* **GOAL OF THE EXERCISE**:
Look through the entries that follow and return each line that has the string "shift".

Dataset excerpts
==*==

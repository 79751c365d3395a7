use burn::{prelude::*, tensor::Int};
use image::{Rgb, RgbImage};

use crate::model::refinenet::RefineNet;

/// Per-channel ImageNet statistics the encoder was trained with.
pub const IMAGENET_MEAN: [f32; 3] = [0.485, 0.456, 0.406];
pub const IMAGENET_STD: [f32; 3] = [0.229, 0.224, 0.225];

fn checked_len(width: usize, height: usize, channels: usize) -> Result<usize, String> {
    width
        .checked_mul(height)
        .and_then(|pixels| pixels.checked_mul(channels))
        .ok_or_else(|| "image dimensions overflowed while preparing input".to_string())
}

/// Converts packed RGB bytes into a normalized tensor suitable for `RefineNet::infer`.
///
/// The input slice must contain `width * height * 3` bytes in row-major order.
/// The output tensor is channel-first (`NCHW`), scaled to `[0, 1]` and then
/// standardised with [`IMAGENET_MEAN`] and [`IMAGENET_STD`].
pub fn rgb_to_input_tensor<B: Backend>(
    rgb: &[u8],
    width: usize,
    height: usize,
    device: &B::Device,
) -> Result<Tensor<B, 4>, String> {
    let expected_len = checked_len(width, height, 3)?;
    if rgb.len() != expected_len {
        return Err(format!(
            "expected {expected_len} RGB bytes for {width}x{height}, got {}",
            rgb.len()
        ));
    }

    let hw = width * height;
    let mut data = vec![0.0f32; 3 * hw];

    for (idx, pixel) in rgb.chunks_exact(3).enumerate() {
        for channel in 0..3 {
            let value = pixel[channel] as f32 / 255.0;
            data[channel * hw + idx] = (value - IMAGENET_MEAN[channel]) / IMAGENET_STD[channel];
        }
    }

    Ok(Tensor::<B, 1>::from_floats(data.as_slice(), device).reshape([1, 3, height, width]))
}

/// Converts a single-channel mask (one class index per byte) into a `[1, H, W]`
/// label tensor. Byte 255 is kept as is and acts as the ignore label.
pub fn mask_to_label_tensor<B: Backend>(
    mask: &[u8],
    width: usize,
    height: usize,
    device: &B::Device,
) -> Result<Tensor<B, 3, Int>, String> {
    let expected_len = checked_len(width, height, 1)?;
    if mask.len() != expected_len {
        return Err(format!(
            "expected {expected_len} mask bytes for {width}x{height}, got {}",
            mask.len()
        ));
    }

    let labels: Vec<i64> = mask.iter().map(|&value| value as i64).collect();
    Ok(Tensor::<B, 1, Int>::from_ints(labels.as_slice(), device).reshape([1, height, width]))
}

pub struct Segmentation<B: Backend> {
    /// Fused `[N, n_classes, H, W]` scores.
    pub scores: Tensor<B, 4>,
    /// Arg-max class per pixel, `[N, H, W]`.
    pub labels: Tensor<B, 3, Int>,
}

pub fn segment<B: Backend>(model: &RefineNet<B>, input: Tensor<B, 4>) -> Segmentation<B> {
    let scores = model.infer(input);
    let labels = scores.clone().argmax(1).squeeze_dim::<3>(1);
    Segmentation { scores, labels }
}

/// Runs the RefineNet model directly from packed RGB bytes.
///
/// This helper combines [`rgb_to_input_tensor`] and [`segment`].
pub fn segment_from_rgb<B: Backend>(
    model: &RefineNet<B>,
    rgb: &[u8],
    width: usize,
    height: usize,
    device: &B::Device,
) -> Result<Segmentation<B>, String> {
    let input = rgb_to_input_tensor::<B>(rgb, width, height, device)?;
    Ok(segment(model, input))
}

/// PASCAL VOC style colour for a class index: the bits of the index are
/// spread over the high bits of the three channels.
pub fn palette_color(label: usize) -> Rgb<u8> {
    let mut rgb = [0u8; 3];
    let mut class = label;
    for shift in (0..8).rev() {
        for (channel, value) in rgb.iter_mut().enumerate() {
            *value |= (((class >> channel) & 1) as u8) << shift;
        }
        class >>= 3;
    }
    Rgb(rgb)
}

/// Colours the first label map of a `[N, H, W]` batch.
pub fn colorize_labels<B: Backend>(labels: Tensor<B, 3, Int>) -> Result<RgbImage, String> {
    let [_, height, width] = labels.dims();
    let values = labels
        .slice([0..1, 0..height, 0..width])
        .into_data()
        .convert::<i64>()
        .to_vec::<i64>()
        .map_err(|err| format!("failed to read label map: {err:?}"))?;

    let mut image = RgbImage::new(width as u32, height as u32);
    for (pixel, label) in image.pixels_mut().zip(values) {
        *pixel = palette_color(label.max(0) as usize);
    }
    Ok(image)
}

==*==

* **ANSWER TO THE PROBLEM**:
    for shift in (0..8).rev() {
            *value |= (((class >> channel) & 1) as u8) << shift;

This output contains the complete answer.